Good insulation is absolutely necessary when building your own reflow oven. It is almost impossible to have too much insulation. If you're using leaded solder paste and only reflowing a single small PCB at a time then it is possible without insulation. However, the goal in building this oven is to be able to use the entire oven tray for PCB's using high-temperature lead-free paste. Quality insulation capable of withstanding high temperatures is expensive but worth it. We recommend using Reflect-A-Gold, Floor & Tunnel Shield II and ceramic fiber blanket.
In this guide, Reflect-A-Gold and Floor & Tunnel Shield II are used inside the oven to prevent heat loss to the steel oven walls. Ceramic fiber blanket insulation is added to the outside of the oven chamber (and inside the outer shell) to further reduce heat loss. We also use a high-temperature silicone glue to seal the air gaps between the oven panels and Nomex high-temperature gasket to reduce the air gap around the oven door.
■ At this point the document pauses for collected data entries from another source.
pub mod analytics;
pub mod otp;
pub mod video;
pub mod watermark;

pub use analytics::AnalyticsQuery;
pub use otp::{
    analytics_otp_payload, OfflineOtpOptions, OtpOptions, DEFAULT_RENTAL_DURATION_SECS,
};
pub use video::{
    upload_form_fields, ImportUrlRequest, UploadCredentials, UploadFile, UploadOutcome,
    VideoListQuery,
};
pub use watermark::{Watermark, WatermarkSetting};
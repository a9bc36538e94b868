#![allow(dead_code)]

use mockito::{Server, ServerGuard};
use vdocipher_api_client::{ApiClient, VdoCipherConfig, Watermark};

pub const TEST_API_KEY: &str = "test-api-key";
pub const AUTH_HEADER: &str = "Apisecret test-api-key";

pub fn default_watermarks() -> Vec<Watermark> {
    vec![Watermark::running_text("Test Watermark")
        .with_alpha("0.5")
        .with_color("0xFFFFFF")
        .with_size("20")
        .with_interval("5000")]
}

pub fn test_config(base_url: &str) -> VdoCipherConfig {
    VdoCipherConfig::new(TEST_API_KEY)
        .with_base_url(base_url)
        .with_watermarks(default_watermarks())
}

/// Start a mock VdoCipher server and a client pointed at it.
pub async fn setup_test_client() -> (ServerGuard, ApiClient) {
    let server = Server::new_async().await;
    let client = ApiClient::new(test_config(&server.url())).expect("client builds");
    (server, client)
}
Quality insulation is not cheap
There is fake Reflect-A-Gold available on the Internet. It looks the like the real deal, and our testing shows the insulating properties to be very similar. However, the adhesive on this tape doesn't stand up to the high reflow temperatures as can be seen here and here. Some insulation (we're looking at you, Heatshield Products) rated to higher temperatures than Reflect-A-Gold don't work as well.
How does insulation help?
Use insulation and use a lot of it! Once you see the great results you get you'll increase the number and complexity of the boards you design. Do it once, and do it right.
- It reduces the thermal mass of the oven, because less heat gets absorbed by the steel walls.
- By reflecting or conducting heat, it helps to eliminate hot and cold spots in the oven.
- Good insulation means less energy is needed to reach high temperatures. This means the heating elements can run cooler, further helping to even out temperatures in the oven. For this particular oven, the bottom element runs at a 95% duty cycle without insulation, but just 55% when insulated.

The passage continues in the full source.